Brief >>
Take the data below and repeat it exactly.

Information >>
"""
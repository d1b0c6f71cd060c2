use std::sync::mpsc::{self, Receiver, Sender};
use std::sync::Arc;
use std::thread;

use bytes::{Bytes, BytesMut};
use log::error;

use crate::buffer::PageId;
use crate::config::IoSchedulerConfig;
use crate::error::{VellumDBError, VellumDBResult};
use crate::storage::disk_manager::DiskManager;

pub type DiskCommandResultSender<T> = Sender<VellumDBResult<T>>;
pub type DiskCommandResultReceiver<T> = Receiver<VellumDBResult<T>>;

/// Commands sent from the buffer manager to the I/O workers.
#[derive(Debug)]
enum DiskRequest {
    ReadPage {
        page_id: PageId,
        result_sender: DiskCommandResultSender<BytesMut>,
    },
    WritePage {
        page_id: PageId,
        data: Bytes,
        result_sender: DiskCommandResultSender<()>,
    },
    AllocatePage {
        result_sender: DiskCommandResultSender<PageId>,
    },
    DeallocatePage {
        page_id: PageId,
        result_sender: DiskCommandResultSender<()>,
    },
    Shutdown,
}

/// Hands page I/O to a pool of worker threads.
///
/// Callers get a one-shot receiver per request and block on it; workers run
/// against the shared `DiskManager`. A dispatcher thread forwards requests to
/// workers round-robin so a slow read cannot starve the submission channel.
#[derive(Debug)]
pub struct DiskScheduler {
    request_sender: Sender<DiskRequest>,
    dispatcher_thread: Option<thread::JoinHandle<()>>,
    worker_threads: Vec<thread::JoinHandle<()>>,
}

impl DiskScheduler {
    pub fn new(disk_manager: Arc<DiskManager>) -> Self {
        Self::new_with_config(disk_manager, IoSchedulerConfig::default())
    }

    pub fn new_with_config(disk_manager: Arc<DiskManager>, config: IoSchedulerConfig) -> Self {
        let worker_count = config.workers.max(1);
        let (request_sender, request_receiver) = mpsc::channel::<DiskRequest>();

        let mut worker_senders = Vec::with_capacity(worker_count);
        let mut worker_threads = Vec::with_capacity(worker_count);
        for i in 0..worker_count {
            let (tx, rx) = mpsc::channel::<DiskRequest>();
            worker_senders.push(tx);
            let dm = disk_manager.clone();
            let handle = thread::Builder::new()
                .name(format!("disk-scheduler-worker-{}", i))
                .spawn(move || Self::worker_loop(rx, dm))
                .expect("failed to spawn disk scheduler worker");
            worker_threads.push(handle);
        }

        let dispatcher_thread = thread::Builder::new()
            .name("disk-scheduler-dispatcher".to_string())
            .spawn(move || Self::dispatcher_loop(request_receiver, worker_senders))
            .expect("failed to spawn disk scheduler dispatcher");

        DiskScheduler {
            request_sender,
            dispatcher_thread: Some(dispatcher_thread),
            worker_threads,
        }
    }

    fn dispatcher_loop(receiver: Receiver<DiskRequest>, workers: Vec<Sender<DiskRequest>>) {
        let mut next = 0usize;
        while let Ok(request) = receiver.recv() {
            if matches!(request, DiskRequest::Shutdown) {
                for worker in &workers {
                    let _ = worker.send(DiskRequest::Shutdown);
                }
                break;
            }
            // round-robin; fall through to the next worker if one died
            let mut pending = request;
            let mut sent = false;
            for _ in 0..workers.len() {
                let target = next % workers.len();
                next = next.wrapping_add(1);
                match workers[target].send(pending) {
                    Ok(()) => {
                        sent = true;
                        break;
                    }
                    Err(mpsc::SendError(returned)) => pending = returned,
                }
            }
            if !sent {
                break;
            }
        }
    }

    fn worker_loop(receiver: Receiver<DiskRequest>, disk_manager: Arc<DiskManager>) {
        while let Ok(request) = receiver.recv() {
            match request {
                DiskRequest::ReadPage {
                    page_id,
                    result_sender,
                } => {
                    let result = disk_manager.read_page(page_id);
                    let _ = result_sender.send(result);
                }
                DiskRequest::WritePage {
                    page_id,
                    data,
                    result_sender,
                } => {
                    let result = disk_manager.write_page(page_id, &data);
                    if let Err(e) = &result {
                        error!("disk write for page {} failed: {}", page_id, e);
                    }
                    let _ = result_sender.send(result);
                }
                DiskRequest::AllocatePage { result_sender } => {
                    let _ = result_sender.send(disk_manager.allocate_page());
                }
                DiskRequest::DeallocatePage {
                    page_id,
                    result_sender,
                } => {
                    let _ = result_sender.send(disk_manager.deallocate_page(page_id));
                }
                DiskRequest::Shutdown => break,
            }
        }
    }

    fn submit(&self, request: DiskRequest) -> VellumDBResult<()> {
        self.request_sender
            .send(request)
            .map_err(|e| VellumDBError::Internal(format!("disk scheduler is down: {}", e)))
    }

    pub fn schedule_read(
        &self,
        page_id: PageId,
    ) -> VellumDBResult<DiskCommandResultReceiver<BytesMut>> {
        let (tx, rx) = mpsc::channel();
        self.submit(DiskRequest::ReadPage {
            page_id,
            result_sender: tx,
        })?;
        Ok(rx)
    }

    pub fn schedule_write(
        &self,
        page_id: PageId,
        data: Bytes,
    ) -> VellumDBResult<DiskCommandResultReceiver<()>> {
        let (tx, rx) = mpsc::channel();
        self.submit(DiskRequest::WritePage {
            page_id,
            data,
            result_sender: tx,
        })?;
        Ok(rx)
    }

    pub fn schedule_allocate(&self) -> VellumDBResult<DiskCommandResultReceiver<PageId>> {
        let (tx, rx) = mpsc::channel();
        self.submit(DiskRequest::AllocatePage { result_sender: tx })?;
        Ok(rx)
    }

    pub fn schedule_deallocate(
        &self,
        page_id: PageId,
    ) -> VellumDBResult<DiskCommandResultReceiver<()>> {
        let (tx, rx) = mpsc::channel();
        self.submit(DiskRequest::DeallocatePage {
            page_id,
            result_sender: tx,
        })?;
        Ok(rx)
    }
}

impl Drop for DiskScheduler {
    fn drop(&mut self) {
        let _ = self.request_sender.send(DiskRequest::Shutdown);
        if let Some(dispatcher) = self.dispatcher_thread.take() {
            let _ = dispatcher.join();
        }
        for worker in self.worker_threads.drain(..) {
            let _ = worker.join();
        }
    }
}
"""
Task answer >>
repository d1b0c6f71cd060c2
use std::sync::mpsc::{self, Receiver, Sender};
use std::sync::Arc;
use std::thread;

use bytes::{Bytes, BytesMut};
use log::error;

use crate::buffer::PageId;
use crate::config::IoSchedulerConfig;
use crate::error::{VellumDBError, VellumDBResult};
use crate::storage::disk_manager::DiskManager;

pub type DiskCommandResultSender<T> = Sender<VellumDBResult<T>>;
pub type DiskCommandResultReceiver<T> = Receiver<VellumDBResult<T>>;

/// Commands sent from the buffer manager to the I/O workers.
#[derive(Debug)]
enum DiskRequest {
    ReadPage {
        page_id: PageId,
        result_sender: DiskCommandResultSender<BytesMut>,
    },
    WritePage {
        page_id: PageId,
        data: Bytes,
        result_sender: DiskCommandResultSender<()>,
    },
    AllocatePage {
        result_sender: DiskCommandResultSender<PageId>,
    },
    DeallocatePage {
        page_id: PageId,
        result_sender: DiskCommandResultSender<()>,
    },
    Shutdown,
}

/// Hands page I/O to a pool of worker threads.
///
/// Callers get a one-shot receiver per request and block on it; workers run
/// against the shared `DiskManager`. A dispatcher thread forwards requests to
/// workers round-robin so a slow read cannot starve the submission channel.
#[derive(Debug)]
pub struct DiskScheduler {
    request_sender: Sender<DiskRequest>,
    dispatcher_thread: Option<thread::JoinHandle<()>>,
    worker_threads: Vec<thread::JoinHandle<()>>,
}

impl DiskScheduler {
    pub fn new(disk_manager: Arc<DiskManager>) -> Self {
        Self::new_with_config(disk_manager, IoSchedulerConfig::default())
    }

    pub fn new_with_config(disk_manager: Arc<DiskManager>, config: IoSchedulerConfig) -> Self {
        let worker_count = config.workers.max(1);
        let (request_sender, request_receiver) = mpsc::channel::<DiskRequest>();

        let mut worker_senders = Vec::with_capacity(worker_count);
        let mut worker_threads = Vec::with_capacity(worker_count);
        for i in 0..worker_count {
            let (tx, rx) = mpsc::channel::<DiskRequest>();
            worker_senders.push(tx);
            let dm = disk_manager.clone();
            let handle = thread::Builder::new()
                .name(format!("disk-scheduler-worker-{}", i))
                .spawn(move || Self::worker_loop(rx, dm))
                .expect("failed to spawn disk scheduler worker");
            worker_threads.push(handle);
        }

        let dispatcher_thread = thread::Builder::new()
            .name("disk-scheduler-dispatcher".to_string())
            .spawn(move || Self::dispatcher_loop(request_receiver, worker_senders))
            .expect("failed to spawn disk scheduler dispatcher");

        DiskScheduler {
            request_sender,
            dispatcher_thread: Some(dispatcher_thread),
            worker_threads,
        }
    }

    fn dispatcher_loop(receiver: Receiver<DiskRequest>, workers: Vec<Sender<DiskRequest>>) {
        let mut next = 0usize;
        while let Ok(request) = receiver.recv() {
            if matches!(request, DiskRequest::Shutdown) {
                for worker in &workers {
                    let _ = worker.send(DiskRequest::Shutdown);
                }
                break;
            }
            // round-robin; fall through to the next worker if one died
            let mut pending = request;
            let mut sent = false;
            for _ in 0..workers.len() {
                let target = next % workers.len();
                next = next.wrapping_add(1);
                match workers[target].send(pending) {
                    Ok(()) => {
                        sent = true;
                        break;
                    }
                    Err(mpsc::SendError(returned)) => pending = returned,
                }
            }
            if !sent {
                break;
            }
        }
    }

    fn worker_loop(receiver: Receiver<DiskRequest>, disk_manager: Arc<DiskManager>) {
        while let Ok(request) = receiver.recv() {
            match request {
                DiskRequest::ReadPage {
                    page_id,
                    result_sender,
                } => {
                    let result = disk_manager.read_page(page_id);
                    let _ = result_sender.send(result);
                }
                DiskRequest::WritePage {
                    page_id,
                    data,
                    result_sender,
                } => {
                    let result = disk_manager.write_page(page_id, &data);
                    if let Err(e) = &result {
                        error!("disk write for page {} failed: {}", page_id, e);
                    }
                    let _ = result_sender.send(result);
                }
                DiskRequest::AllocatePage { result_sender } => {
                    let _ = result_sender.send(disk_manager.allocate_page());
                }
                DiskRequest::DeallocatePage {
                    page_id,
                    result_sender,
                } => {
                    let _ = result_sender.send(disk_manager.deallocate_page(page_id));
                }
                DiskRequest::Shutdown => break,
            }
        }
    }

    fn submit(&self, request: DiskRequest) -> VellumDBResult<()> {
        self.request_sender
            .send(request)
            .map_err(|e| VellumDBError::Internal(format!("disk scheduler is down: {}", e)))
    }

    pub fn schedule_read(
        &self,
        page_id: PageId,
    ) -> VellumDBResult<DiskCommandResultReceiver<BytesMut>> {
        let (tx, rx) = mpsc::channel();
        self.submit(DiskRequest::ReadPage {
            page_id,
            result_sender: tx,
        })?;
        Ok(rx)
    }

    pub fn schedule_write(
        &self,
        page_id: PageId,
        data: Bytes,
    ) -> VellumDBResult<DiskCommandResultReceiver<()>> {
        let (tx, rx) = mpsc::channel();
        self.submit(DiskRequest::WritePage {
            page_id,
            data,
            result_sender: tx,
        })?;
        Ok(rx)
    }

    pub fn schedule_allocate(&self) -> VellumDBResult<DiskCommandResultReceiver<PageId>> {
        let (tx, rx) = mpsc::channel();
        self.submit(DiskRequest::AllocatePage { result_sender: tx })?;
        Ok(rx)
    }

    pub fn schedule_deallocate(
        &self,
        page_id: PageId,
    ) -> VellumDBResult<DiskCommandResultReceiver<()>> {
        let (tx, rx) = mpsc::channel();
        self.submit(DiskRequest::DeallocatePage {
            page_id,
            result_sender: tx,
        })?;
        Ok(rx)
    }
}

impl Drop for DiskScheduler {
    fn drop(&mut self) {
        let _ = self.request_sender.send(DiskRequest::Shutdown);
        if let Some(dispatcher) = self.dispatcher_thread.take() {
            let _ = dispatcher.join();
        }
        for worker in self.worker_threads.drain(..) {
            let _ = worker.join();
        }
    }
}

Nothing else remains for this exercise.